OUÇA: “STFU!”, “Paradisin’”, “XS”, “Bad Friend” e “Who’s Gonna Save You Now?”

04 Fiona Apple — Fetch The Bolt Cutters

Um álbum novo da Fiona Apple é um fenômeno, algo que acontece basicamente uma vez por década; seu anterior era de 2012. Ao longo de sua carreira Apple construiu seu nome e reputação de tal forma que é impossível não esperar algo grandioso dela, e com Fetch The Bolt Cutters não foi diferente. Gravado entre os anos de 2015 e 2020, Bolt Cutters mostra uma Fiona Apple como nunca antes a ouvimos: levemente otimista. As letras empoderam e reforçam a ideia de que qualquer pessoa pode sair de qualquer situação desconfortável na qual se encontre, basta você mesmo escolher se libertar. Suas composições estão cada vez mais únicas e originais, e aqui ela faz uso inclusive de sua própria casa como instrumento de percussão — de batidas nas paredes e chão até talheres e latidos de sua cachorra. Fetch The Bolt Cutters é um álbum extremamente único em seu próprio caos, algo que não poderia ter vindo de nenhum outro ser do universo. Fetch The Bolt Cutters vem pra elevar ainda mais a carreira de Apple e tornar os anos de espera até um material novo um pouco mais toleráveis.

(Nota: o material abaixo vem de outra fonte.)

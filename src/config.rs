use std::{fmt, net::SocketAddr, str::FromStr, time::Duration};

use anyhow::{bail, Context};

use crate::auth::password::PasswordPolicy;

/// Placeholder signing secret for local development only.
pub const DEV_JWT_SECRET: &str = "secret";

/// Upper bound for `JWT_TTL_MINUTES` (one year).
pub const MAX_JWT_TTL_MINUTES: i64 = 60 * 24 * 365;

#[derive(Debug, Clone, Copy, PartialEq, Eq)]
pub enum SecretSource {
    Environment,
    DevelopmentDefault,
}

#[derive(Clone)]
pub struct JwtConfig {
    pub secret: String,
    pub secret_source: SecretSource,
    pub issuer: String,
    pub audience: String,
    pub ttl_minutes: i64,
}

impl fmt::Debug for JwtConfig {
    fn fmt(&self, f: &mut fmt::Formatter<'_>) -> fmt::Result {
        f.debug_struct("JwtConfig")
            .field("secret", &"<redacted>")
            .field("secret_source", &self.secret_source)
            .field("issuer", &self.issuer)
            .field("audience", &self.audience)
            .field("ttl_minutes", &self.ttl_minutes)
            .finish()
    }
}

/// Argon2id cost parameters.
#[derive(Debug, Clone, Copy, PartialEq, Eq)]
pub struct Argon2Config {
    pub memory_kib: u32,
    pub iterations: u32,
    pub parallelism: u32,
}

impl Default for Argon2Config {
    fn default() -> Self {
        Self {
            memory_kib: 19 * 1024,
            iterations: 2,
            parallelism: 1,
        }
    }
}

#[derive(Debug, Clone, Copy, PartialEq, Eq)]
pub struct RateLimitConfig {
    pub max_requests: u32,
    pub window: Duration,
}

impl Default for RateLimitConfig {
    fn default() -> Self {
        Self {
            max_requests: 100,
            window: Duration::from_secs(15 * 60),
        }
    }
}

#[derive(Debug, Clone)]
pub struct AppConfig {
    pub database_url: String,
    pub host: String,
    pub port: u16,
    pub production: bool,
    pub client_url: Option<String>,
    pub jwt: JwtConfig,
    pub password_policy: PasswordPolicy,
    pub argon2: Argon2Config,
    pub rate_limit: RateLimitConfig,
}

impl AppConfig {
    pub fn from_env() -> anyhow::Result<Self> {
        Self::from_lookup(|key| std::env::var(key).ok())
    }

    /// Builds the config from an arbitrary key lookup. Empty values count as unset.
    pub fn from_lookup<F>(lookup: F) -> anyhow::Result<Self>
    where
        F: Fn(&str) -> Option<String>,
    {
        let get = |key: &str| lookup(key).filter(|v| !v.trim().is_empty());

        let database_url = get("DATABASE_URL").context("DATABASE_URL must be set")?;
        let production = get("APP_ENV")
            .map(|v| v.trim().eq_ignore_ascii_case("production"))
            .unwrap_or(false);

        let (secret, secret_source) = match get("JWT_SECRET") {
            Some(secret) => (secret, SecretSource::Environment),
            None if production => bail!("JWT_SECRET must be set when APP_ENV=production"),
            None => (DEV_JWT_SECRET.to_string(), SecretSource::DevelopmentDefault),
        };

        let jwt = JwtConfig {
            secret,
            secret_source,
            issuer: get("JWT_ISSUER").unwrap_or_else(|| "credential-auth".into()),
            audience: get("JWT_AUDIENCE").unwrap_or_else(|| "credential-auth-clients".into()),
            ttl_minutes: parse_or(&get, "JWT_TTL_MINUTES", 60)?,
        };
        if !(1..=MAX_JWT_TTL_MINUTES).contains(&jwt.ttl_minutes) {
            bail!(
                "JWT_TTL_MINUTES must be between 1 and {MAX_JWT_TTL_MINUTES}, got {}",
                jwt.ttl_minutes
            );
        }

        let password_policy = PasswordPolicy {
            min_length: parse_or(&get, "PASSWORD_MIN_LENGTH", 0)?,
            require_mixed: parse_or(&get, "PASSWORD_REQUIRE_MIXED", false)?,
        };

        let argon_defaults = Argon2Config::default();
        let argon2 = Argon2Config {
            memory_kib: parse_or(&get, "ARGON2_MEMORY_KIB", argon_defaults.memory_kib)?,
            iterations: parse_or(&get, "ARGON2_ITERATIONS", argon_defaults.iterations)?,
            parallelism: parse_or(&get, "ARGON2_PARALLELISM", argon_defaults.parallelism)?,
        };

        let limit_defaults = RateLimitConfig::default();
        let rate_limit = RateLimitConfig {
            max_requests: parse_or(&get, "RATE_LIMIT_MAX_REQUESTS", limit_defaults.max_requests)?,
            window: Duration::from_secs(parse_or(
                &get,
                "RATE_LIMIT_WINDOW_SECS",
                limit_defaults.window.as_secs(),
            )?),
        };

        Ok(Self {
            database_url,
            host: get("APP_HOST").unwrap_or_else(|| "0.0.0.0".into()),
            port: parse_or(&get, "APP_PORT", 4000)?,
            production,
            client_url: get("CLIENT_URL"),
            jwt,
            password_policy,
            argon2,
            rate_limit,
        })
    }

    pub fn bind_addr(&self) -> anyhow::Result<SocketAddr> {
        format!("{}:{}", self.host, self.port)
            .parse()
            .with_context(|| format!("invalid bind address {}:{}", self.host, self.port))
    }
}

fn parse_or<T, G>(get: &G, key: &str, default: T) -> anyhow::Result<T>
where
    T: FromStr,
    T::Err: std::error::Error + Send + Sync + 'static,
    G: Fn(&str) -> Option<String>,
{
    match get(key) {
        Some(raw) => raw
            .trim()
            .parse::<T>()
            .with_context(|| format!("{key} has an invalid value: {raw:?}")),
        None => Ok(default),
    }
}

OUÇA: “Cosmonauts”, “I Want You To Love Me”, “Shameika” e “For Her”

03 Deftones — Ohms

Ohms é o nono álbum de estúdio dos veteranos do Deftones, lançado no ano em que sua primeira obra prima White Pony completa 20 anos. E Ohms já pode ser considerado também uma obra prima. Seu trabalho mais interessante e pesado em quase uma década, Ohms traz um Deftones revigorado fazendo o que sabe fazer de melhor. Aqui, sua própria carreira parece ser a maior inspiração — a banda abusa de referências que já permearam seu passado mas não eram usadas dessa forma em anos. O resultado é um disco que evoca tanto novidade quanto nostalgia, com algumas de suas melhores composições até hoje. O Deftones continua mestre em saber misturar riffs e guitarras pesadas vindas do metal com vocais e atmosferas de shoegaze como nenhuma outra banda. Esse é o maior trunfo de Ohms, e algo que não era feito nessa intensidade desde o próprio White Pony. Deftones começou a década de 2020 com um excelente trabalho, que superou todas e quaisquer expectativas — incluindo as que seu próprio nome carrega há mais de 20 anos.

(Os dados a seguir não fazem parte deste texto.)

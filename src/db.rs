use anyhow::Context;
use sqlx::{postgres::PgPoolOptions, PgPool};

pub async fn connect(database_url: &str) -> anyhow::Result<PgPool> {
    PgPoolOptions::new()
        .max_connections(10)
        .connect(database_url)
        .await
        .context("connect to database")
}

/// Applies the embedded migrations, which own the unique index on `lower(email)`.
pub async fn migrate(db: &PgPool) -> anyhow::Result<()> {
    sqlx::migrate!("./migrations")
        .run(db)
        .await
        .context("run database migrations")
}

OUÇA: “Ceremony”, “Error”, “Ohms”, “The Spell Of Mathematics” e “Pompeji”

02 Taylor Swift – folklore/evermore

Menos de um ano após a moça lançar Lover, Taylor Swift aparece com não apenas um, mas dois álbuns novos completos de surpresa nesse ano. E os dois mostram uma Swift nunca antes vista, com uma produção indie vinda de Aaron Dessner (The National) e focando nas canções-narrativa que sempre foram o seu forte. folklore e evermore, álbuns-irmãs como a moça tem dito, apresentam o pico criativo da cantora. Ninguém nunca esperou ouvir Taylor Swift dessa maneira, e é exatamente por isso que ela parece tão livre e confiante aqui. Nessa dupla folklore/evermore estão algumas de suas melhores composições da carreira, e esse estilo indie folk mais intimista e delicado funcionou tão bem do começo ao fim que eu espero que seja mais explorado por ela no futuro. A delicadeza existente nos dois álbuns, a forma como Swift mescla músicas confissionais com histórias inventadas, os instrumentais orgânicos… Tudo funciona nesses álbuns, até mesmo as suas falhas servem para mostrar uma Taylor Swift vulnerável como nunca antes. É cedo pra dizer se folklore e evermore foram uma reinvenção ou apenas uma sessão de gravações bastante interessante para a cantora, mas o fato é que Swift segue excedendo expecativas no que quer que resolva fazer; seja no pop ou fora dele.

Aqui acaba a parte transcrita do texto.